Because the strong coupling relationship between energy management and required power, the Pontryagin’s Minimum Principle (PMP)-based energy management should consider the noise of stochastic vehicle mass for plug-in hybrid electric bus (PHEB). However, if the vehicle mass is evaluated on-line, the control complexity will be greatly increased. This paper proposes a driving pattern recognition method to address the problem. The method is constituted by a look-up table and the K-nearest neighbor algorithm (KNN). The look-up table is used to recognize the robust design value (the inverse value of the robust co-state), where the average velocity at every bus station is taken as input, and the robust design value is taken as output. More importantly, the robust design value is found off-line by Design For Six Sigma (DFSS) method, and can counter the noise of stochastic vehicle mass. Because of this, the noise of the stochastic vehicle mass can be neglected in adaptive energy management control.
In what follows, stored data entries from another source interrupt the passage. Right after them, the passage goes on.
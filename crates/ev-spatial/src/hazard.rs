//! Hazard areas and distance-banded edge penalties.
//!
//! A hazard is a (multi-)polygon.  Around it the penalizer grades edges into
//! three bands, tested in order:
//!
//! | Band   | Edge polyline…                         | Effect (defaults)          |
//! |--------|----------------------------------------|----------------------------|
//! | core   | intersects the hazard                  | ×10, or removed (hard block) |
//! | near   | within `near_km` (~100 m) of it        | ×3                         |
//! | mid    | within `mid_km` (~300 m) of it         | ×1.5                       |
//! | clear  | farther away                           | unchanged                  |
//!
//! "Within r of the hazard" is the same test as "intersects the hazard
//! buffered by r", evaluated as a planar distance in degrees without
//! materializing the buffer polygons.
//!
//! Penalties are only ever applied to a query's [`WorkingGraph`], so nothing
//! leaks between queries.

use geo::{BoundingRect, Distance, Euclidean, Intersects, LineString, MultiPolygon, Polygon, Rect};
use geojson::GeoJson;

use ev_core::geo::km_to_deg;
use ev_core::{EdgeId, HazardBands, LngLat};

use crate::overlay::WorkingGraph;
use crate::search::RoutingGraph;
use crate::SpatialResult;

// ── Hazard ────────────────────────────────────────────────────────────────────

/// Which band of a hazard a polyline falls into.
#[derive(Copy, Clone, Debug, PartialEq, Eq, Hash)]
pub enum HazardBand {
    Core,
    Near,
    Mid,
    Clear,
}

/// A hazard area in `(lng, lat)` degrees.
#[derive(Clone, Debug)]
pub struct Hazard {
    area: MultiPolygon<f64>,
    bounds: Option<Rect<f64>>,
}

impl Hazard {
    pub fn from_polygon(polygon: Polygon<f64>) -> Self {
        Self::from_multi_polygon(MultiPolygon(vec![polygon]))
    }

    pub fn from_multi_polygon(area: MultiPolygon<f64>) -> Self {
        let bounds = area.bounding_rect();
        Self { area, bounds }
    }

    /// The first Polygon or MultiPolygon found in a GeoJSON document
    /// (FeatureCollection, Feature, or bare Geometry).  Other geometry types
    /// and geometries that fail to convert are skipped.
    pub fn from_geojson(doc: &GeoJson) -> Option<Self> {
        let geometries: Vec<&geojson::Geometry> = match doc {
            GeoJson::FeatureCollection(fc) => {
                fc.features.iter().filter_map(|f| f.geometry.as_ref()).collect()
            }
            GeoJson::Feature(f) => f.geometry.iter().collect(),
            GeoJson::Geometry(g) => vec![g],
        };

        geometries.into_iter().find_map(|g| match geo::Geometry::<f64>::try_from(g.clone()) {
            Ok(geo::Geometry::Polygon(p)) => Some(Self::from_polygon(p)),
            Ok(geo::Geometry::MultiPolygon(mp)) => Some(Self::from_multi_polygon(mp)),
            _ => None,
        })
    }

    /// Parse a GeoJSON string and extract its first polygon.
    pub fn from_geojson_str(s: &str) -> SpatialResult<Option<Self>> {
        let doc: GeoJson = s.parse()?;
        Ok(Self::from_geojson(&doc))
    }

    pub fn area(&self) -> &MultiPolygon<f64> {
        &self.area
    }

    /// Band of `line` relative to this hazard.
    pub fn classify(&self, line: &LineString<f64>, bands: &HazardBands) -> HazardBand {
        let mid_deg = km_to_deg(bands.mid_km);
        if !self.may_reach(line, mid_deg) {
            return HazardBand::Clear;
        }
        if line.intersects(&self.area) {
            return HazardBand::Core;
        }
        let d = self
            .area
            .0
            .iter()
            .map(|poly| Euclidean.distance(line, poly))
            .fold(f64::INFINITY, f64::min);
        if d <= km_to_deg(bands.near_km) {
            HazardBand::Near
        } else if d <= mid_deg {
            HazardBand::Mid
        } else {
            HazardBand::Clear
        }
    }

    /// `true` if the polyline crosses or touches the hazard itself.
    pub fn intersects_core(&self, coords: &[LngLat]) -> bool {
        coords.len() >= 2 && to_line(coords).intersects(&self.area)
    }

    /// Cheap bounding-box rejection: can `line` come within `pad` degrees?
    fn may_reach(&self, line: &LineString<f64>, pad: f64) -> bool {
        let (Some(h), Some(l)) = (self.bounds, line.bounding_rect()) else {
            return false;
        };
        l.min().x <= h.max().x + pad
            && l.max().x >= h.min().x - pad
            && l.min().y <= h.max().y + pad
            && l.max().y >= h.min().y - pad
    }
}

fn to_line(coords: &[LngLat]) -> LineString<f64> {
    coords.iter().map(|p| (p.lng, p.lat)).collect::<Vec<_>>().into()
}

// ── Penalizer ─────────────────────────────────────────────────────────────────

/// What [`apply_hazard`] did to a working graph.
#[derive(Clone, Debug, Default, PartialEq)]
pub struct HazardReport {
    /// Edges removed by the hard block, in id order.
    pub removed: Vec<EdgeId>,
    pub core: usize,
    pub near: usize,
    pub mid: usize,
}

/// Penalize (or remove) every live edge of `working` near `hazard`.
///
/// With `hard_block_core`, edges intersecting the hazard are removed and
/// listed in the report (they can be put back with
/// [`WorkingGraph::restore_edges`]); otherwise their weight is multiplied by
/// `bands.core_factor`.  A `None` hazard is a no-op.
pub fn apply_hazard(
    working: &mut WorkingGraph<'_>,
    hazard: Option<&Hazard>,
    hard_block_core: bool,
    bands: &HazardBands,
) -> HazardReport {
    let mut report = HazardReport::default();
    let Some(hazard) = hazard else {
        return report;
    };

    let graded: Vec<(EdgeId, HazardBand)> = working
        .live_edges()
        .map(|e| (e, hazard.classify(&to_line(&working.edge_polyline(e)), bands)))
        .filter(|(_, band)| *band != HazardBand::Clear)
        .collect();

    for (edge, band) in graded {
        let factor = match band {
            HazardBand::Core if hard_block_core => {
                working.remove_edge(edge);
                report.removed.push(edge);
                report.core += 1;
                continue;
            }
            HazardBand::Core => {
                report.core += 1;
                bands.core_factor
            }
            HazardBand::Near => {
                report.near += 1;
                bands.near_factor
            }
            HazardBand::Mid => {
                report.mid += 1;
                bands.mid_factor
            }
            HazardBand::Clear => continue,
        };
        let w = working.edge_weight_hr(edge);
        working.set_weight_hr(edge, w * factor);
    }

    log::debug!(
        "hazard: {} core ({} removed), {} near, {} mid",
        report.core,
        report.removed.len(),
        report.near,
        report.mid
    );
    report
}
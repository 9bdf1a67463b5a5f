//! Geographic coordinate type and planar distance helpers.
//!
//! `LngLat` stores `f64` longitude/latitude in GeoJSON axis order.  Distances
//! use a fixed-scale planar approximation (one degree of longitude ≈
//! 111.32 km, one degree of latitude ≈ 110.57 km).  It ignores the cosine of
//! latitude, which is acceptable for relative costs inside a single city.
//!
//! Graph identity never compares raw floats: every coordinate is mapped to a
//! [`NodeKey`] in integer nano-degrees first.

use std::fmt;

use crate::{CoreError, CoreResult};

/// Kilometres per degree of longitude in the planar approximation.
pub const KM_PER_DEG_LNG: f64 = 111.32;
/// Kilometres per degree of latitude in the planar approximation.
pub const KM_PER_DEG_LAT: f64 = 110.57;

/// Nano-degrees per degree; resolution of [`NodeKey`] (~0.1 mm).
const KEY_SCALE: f64 = 1e9;

// ── LngLat ────────────────────────────────────────────────────────────────────

/// A WGS-84 coordinate in `(lng, lat)` order.
#[derive(Copy, Clone, Debug, PartialEq, Default)]
#[cfg_attr(feature = "serde", derive(serde::Serialize, serde::Deserialize))]
#[cfg_attr(feature = "serde", serde(from = "[f64; 2]", into = "[f64; 2]"))]
pub struct LngLat {
    pub lng: f64,
    pub lat: f64,
}

impl LngLat {
    #[inline]
    pub const fn new(lng: f64, lat: f64) -> Self {
        Self { lng, lat }
    }

    /// Build a coordinate from caller input, rejecting anything that is not
    /// exactly two finite numbers inside the WGS-84 range.
    pub fn try_from_slice(values: &[f64]) -> CoreResult<Self> {
        let [lng, lat] = values else {
            return Err(CoreError::InvalidCoordinate(format!(
                "expected [lng, lat], got {} values",
                values.len()
            )));
        };
        Self::new(*lng, *lat).validated()
    }

    /// Return `self` if it is finite and within ±180 / ±90 degrees.
    pub fn validated(self) -> CoreResult<Self> {
        if !self.lng.is_finite() || !self.lat.is_finite() {
            return Err(CoreError::InvalidCoordinate(format!("{self} is not finite")));
        }
        if self.lng.abs() > 180.0 || self.lat.abs() > 90.0 {
            return Err(CoreError::InvalidCoordinate(format!("{self} is out of range")));
        }
        Ok(self)
    }

    /// Canonical hashable identity of this coordinate.
    #[inline]
    pub fn key(self) -> NodeKey {
        NodeKey {
            lng_e9: (self.lng * KEY_SCALE).round() as i64,
            lat_e9: (self.lat * KEY_SCALE).round() as i64,
        }
    }

    /// Planar distance in kilometres.
    #[inline]
    pub fn distance_km(self, other: LngLat) -> f64 {
        let dx = (other.lng - self.lng) * KM_PER_DEG_LNG;
        let dy = (other.lat - self.lat) * KM_PER_DEG_LAT;
        dx.hypot(dy)
    }

    /// Project `self` onto segment `a → b` in raw degree space.
    ///
    /// Returns the clamped parameter `t ∈ [0, 1]` and the interpolated point.
    /// A degenerate segment projects everything onto `a`.
    pub fn project_onto(self, a: LngLat, b: LngLat) -> (f64, LngLat) {
        let (dx, dy) = (b.lng - a.lng, b.lat - a.lat);
        let len2 = dx * dx + dy * dy;
        if len2 == 0.0 {
            return (0.0, a);
        }
        let t = (((self.lng - a.lng) * dx + (self.lat - a.lat) * dy) / len2).clamp(0.0, 1.0);
        (t, a.lerp(b, t))
    }

    /// Squared distance in degree space from `self` to segment `a → b`.
    #[inline]
    pub fn segment_distance2_deg(self, a: LngLat, b: LngLat) -> f64 {
        let (_, q) = self.project_onto(a, b);
        let (dx, dy) = (self.lng - q.lng, self.lat - q.lat);
        dx * dx + dy * dy
    }

    #[inline]
    pub fn lerp(self, other: LngLat, t: f64) -> LngLat {
        LngLat::new(
            self.lng + (other.lng - self.lng) * t,
            self.lat + (other.lat - self.lat) * t,
        )
    }
}

impl From<[f64; 2]> for LngLat {
    fn from([lng, lat]: [f64; 2]) -> Self {
        Self::new(lng, lat)
    }
}

impl From<LngLat> for [f64; 2] {
    fn from(p: LngLat) -> Self {
        [p.lng, p.lat]
    }
}

impl fmt::Display for LngLat {
    fn fmt(&self, f: &mut fmt::Formatter<'_>) -> fmt::Result {
        write!(f, "[{:.7}, {:.7}]", self.lng, self.lat)
    }
}

/// Total planar length of a polyline in kilometres.
pub fn polyline_length_km(coords: &[LngLat]) -> f64 {
    coords.windows(2).map(|w| w[0].distance_km(w[1])).sum()
}

/// Convert a real-world distance to degrees for buffer radii.
///
/// Uses the longitude scale for both axes, so buffers are slightly wider
/// north–south than their nominal size.
#[inline]
pub fn km_to_deg(km: f64) -> f64 {
    km / KM_PER_DEG_LNG
}

// ── NodeKey ───────────────────────────────────────────────────────────────────

/// Fixed-precision identity of a coordinate, in integer nano-degrees.
///
/// Two coordinates denote the same graph node iff their keys are equal.
#[derive(Copy, Clone, PartialEq, Eq, Hash, PartialOrd, Ord, Debug)]
#[cfg_attr(feature = "serde", derive(serde::Serialize, serde::Deserialize))]
pub struct NodeKey {
    pub lng_e9: i64,
    pub lat_e9: i64,
}

impl From<LngLat> for NodeKey {
    #[inline]
    fn from(p: LngLat) -> Self {
        p.key()
    }
}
The Monte Carlo Simulation (MCS) and simulation test results show that the proposed method is reasonable, robust and applicable; the fuel economy can be averagely improved by 34.36%, compared to a rule-based energy management.

Suggested Citation

  • Guo, Hongqiang & Hou, Daizheng & Du, Shangye & Zhao, Ling & Wu, Jian & Yan, Ning, 2020. "A driving pattern recognition-based energy management for plug-in hybrid electric bus to counter the noise of stochastic vehicle mass," Energy, Elsevier, vol. 198(C).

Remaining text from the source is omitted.